In the current environment, there has been growing interest in obtaining niche exposures in narrow sectors, such as gold or individual companies. At Vanguard, we take a different route of breadth. The Asset Allocation ETF portfolios are all-cap, globally diversified, and have exposure to over 90% of the investment universe or over 25,000 individual equity and fixed income securities. This includes investment opportunities in a more balanced way – for example, gold miners already make up over 10% of Canadian equities – and means you have all the exposures you need, in an all-in-one solution.
Portfolio performance is aligned to the risk profile of the portfolios. On the downside, the All Equity Portfolio (VEQT – 100% Equity) experienced the greatest downside while the Conservative Income Portfolio (VCIP - 20% Equity/80% Fixed Income) held up the best. When the markets rebounded, the ranking reversed as equity performance led. This is exactly what we expect from our Asset Allocation ETF portfolios – each part of the portfolio has a different role to play.
Rebalance regularly to maintain the desired risk profile
As volatility picks up, portfolio exposures start to drift away from the target allocations and portfolios may become more risky. The Asset Allocation portfolios maintain the appropriate allocations despite changing market conditions; the portfolios are rebalanced regularly to maintain the appropriate exposure across sub-asset classes and risk levels. Our global team of dedicated portfolio managers manage over $1tn (yes, trillion!) in asset allocation products this way every day, meaning they were able to navigate this recent period with relative ease – stepping in more frequently to rebalance our Canadian Asset Allocation ETF portfolios.
Trading well under stress
Many investments, primarily in the bond market, became hard to buy or sell in the most volatile days as the underlying liquidity of certain types of individual bonds diminished. Despite this, ETFs continued to trade, providing liquidity for investors looking to buy or sell. The Asset Allocation ETF portfolios held up particularly well under these conditions and the spread between the net asset value and market price of the portfolios remained tight throughout the period of market volatility.
Stay invested for the long term
It is important to maintain discipline and stay focused on the long-term. Investors need to fight the temptation to adjust and trade when markets are most volatile. It is challenging to time markets during stable market environments and even moreso during stressed market environments; missing even one of the best performing days in the market may have detrimental impacts to your portfolio. Our Asset Allocation portfolios are well-diversified, rebalanced regularly, and designed to be resilient in all market conditions.

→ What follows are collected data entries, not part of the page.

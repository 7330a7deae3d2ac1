//! Decorator chains
//!
//! `extend(id, decorator)` stores an [`Extension`] record over whatever was
//! registered under `id`. Resolving the record walks the chain down to the
//! real source, then applies the decorators oldest first.
//!
//! ```text
//! store[id] = Extension(d2) ─base─> Extension(d1) ─base─> v0 (or nothing)
//! get(id)   = d2(d1(v0))
//! ```
//!
//! While the chain is being folded the store temporarily holds the source
//! and then each intermediate value under `id`; the original entry is put
//! back afterwards. A decorator that resolves the id it is extending sees
//! the intermediate value, not the decorated one.

use crate::factory::{Callable, Definition};
use crate::provider::AnyService;
use crate::storage::Entry;
use crate::{Container, Result};
use std::sync::Arc;

#[cfg(feature = "logging")]
use tracing::{debug, trace};

/// Type-erased decorator
pub type DecoratorFn = Arc<dyn Fn(AnyService, &Container) -> Result<AnyService> + Send + Sync>;

/// One link of a decorator chain
pub struct Extension {
    id: String,
    base: Option<Entry>,
    decorator: DecoratorFn,
}

impl Extension {
    pub(crate) fn new(id: impl Into<String>, base: Option<Entry>, decorator: DecoratorFn) -> Self {
        Self {
            id: id.into(),
            base,
            decorator,
        }
    }

    /// Identifier this extension decorates
    #[inline]
    pub fn id(&self) -> &str {
        &self.id
    }

    /// Whether something was registered under the id when `extend` was called
    #[inline]
    pub fn has_base(&self) -> bool {
        self.base.is_some()
    }

    /// Number of decorators in the chain ending at this link
    pub fn depth(&self) -> usize {
        let mut depth = 1;
        let mut base = self.base.as_ref();
        while let Some(Entry::Extension(link)) = base {
            depth += 1;
            base = link.base.as_ref();
        }
        depth
    }

    /// Resolve the chain ending at this link against `container`
    pub fn resolve(self: &Arc<Self>, container: &Container) -> Result<AnyService> {
        unwind(container, self)
    }
}

impl std::fmt::Debug for Extension {
    fn fmt(&self, f: &mut std::fmt::Formatter<'_>) -> std::fmt::Result {
        f.debug_struct("Extension")
            .field("id", &self.id)
            .field("has_base", &self.has_base())
            .field("depth", &self.depth())
            .finish()
    }
}

impl From<Arc<Extension>> for Definition {
    /// Share the decorated value: the chain is resolved once and memoized
    fn from(extension: Arc<Extension>) -> Self {
        Callable::erased(move |container| extension.resolve(container)).into()
    }
}

/// Unwind the chain ending at `head` and restore the store afterwards
pub(crate) fn unwind(container: &Container, head: &Arc<Extension>) -> Result<AnyService> {
    let store = container.store();
    let id = head.id();
    let original = store.get(id);

    // Newest link first
    let mut chain = vec![Arc::clone(head)];
    let mut bottom = head.base.clone();
    loop {
        match bottom {
            Some(Entry::Extension(link)) => {
                bottom = link.base.clone();
                chain.push(link);
            }
            other => {
                bottom = other;
                break;
            }
        }
    }

    #[cfg(feature = "logging")]
    debug!(
        target: "autowire_di",
        service = id,
        decorators = chain.len(),
        has_base = bottom.is_some(),
        "Resolving extension chain"
    );

    match bottom {
        Some(entry) => store.insert(id, entry),
        None => {
            store.remove(id);
        }
    }

    let outcome = fold(container, id, &chain);

    match original {
        Some(entry) => store.insert(id, entry),
        None => {
            store.remove(id);
        }
    }

    outcome
}

fn fold(container: &Container, id: &str, chain: &[Arc<Extension>]) -> Result<AnyService> {
    let mut value = container.get(id)?;

    for (step, link) in chain.iter().rev().enumerate() {
        #[cfg(feature = "logging")]
        trace!(target: "autowire_di", service = id, step, "Applying decorator");
        #[cfg(not(feature = "logging"))]
        let _ = step;

        value = (link.decorator)(value, container)?;
        container.store().insert(id, Entry::Value(Arc::clone(&value)));
    }

    Ok(value)
}

#[cfg(test)]
mod tests {
    use super::*;
    use crate::provider::erase;
    use crate::DiError;

    fn append(suffix: &'static str) -> DecoratorFn {
        Arc::new(move |inner: AnyService, _: &Container| {
            let inner = inner
                .downcast::<String>()
                .map_err(|_| DiError::type_mismatch::<String>("greeting"))?;
            Ok(erase(format!("{inner}{suffix}")))
        })
    }

    #[test]
    fn test_depth() {
        let first = Arc::new(Extension::new("greeting", None, append("!")));
        let second = Arc::new(Extension::new(
            "greeting",
            Some(Entry::Extension(Arc::clone(&first))),
            append("?"),
        ));
        assert_eq!(first.depth(), 1);
        assert_eq!(second.depth(), 2);
        assert!(!first.has_base());
        assert!(second.has_base());
    }

    #[test]
    fn test_unwind_applies_in_registration_order() {
        let container = Container::new();
        let base = Entry::Value(erase(String::from("hello")));
        let first = Arc::new(Extension::new("greeting", Some(base), append(" world")));
        let second = Arc::new(Extension::new(
            "greeting",
            Some(Entry::Extension(Arc::clone(&first))),
            append("!"),
        ));
        container.store().insert("greeting", Entry::Extension(Arc::clone(&second)));

        let value = second.resolve(&container).unwrap();
        assert_eq!(value.downcast::<String>().unwrap().as_str(), "hello world!");

        // The record is back in place for the next resolution
        assert!(matches!(container.store().get("greeting"), Some(Entry::Extension(_))));
    }

    #[test]
    fn test_unwind_without_source_restores_store() {
        let container = Container::new();
        let link = Arc::new(Extension::new("missing", None, append("!")));
        container.store().insert("missing", Entry::Extension(Arc::clone(&link)));

        let err = link.resolve(&container).err().unwrap();
        assert!(err.is_not_found());
        assert!(matches!(container.store().get("missing"), Some(Entry::Extension(_))));
    }
}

The views expressed in this material are based on the author's assessment as of the first publication date (May 15, 2020), are subject to change without notice and may not represent the views and/or opinions of Vanguard Investments Canada Inc. The author may not necessarily update or supplement their views and opinions whether as a result of new information, changing circumstances, future events or otherwise. Any "forward-looking" information contained in this material should be construed as general investment or market information and no representation is being made that any investor will, or is likely to achieve, returns similar to those mentioned in this material or anticipated in this material.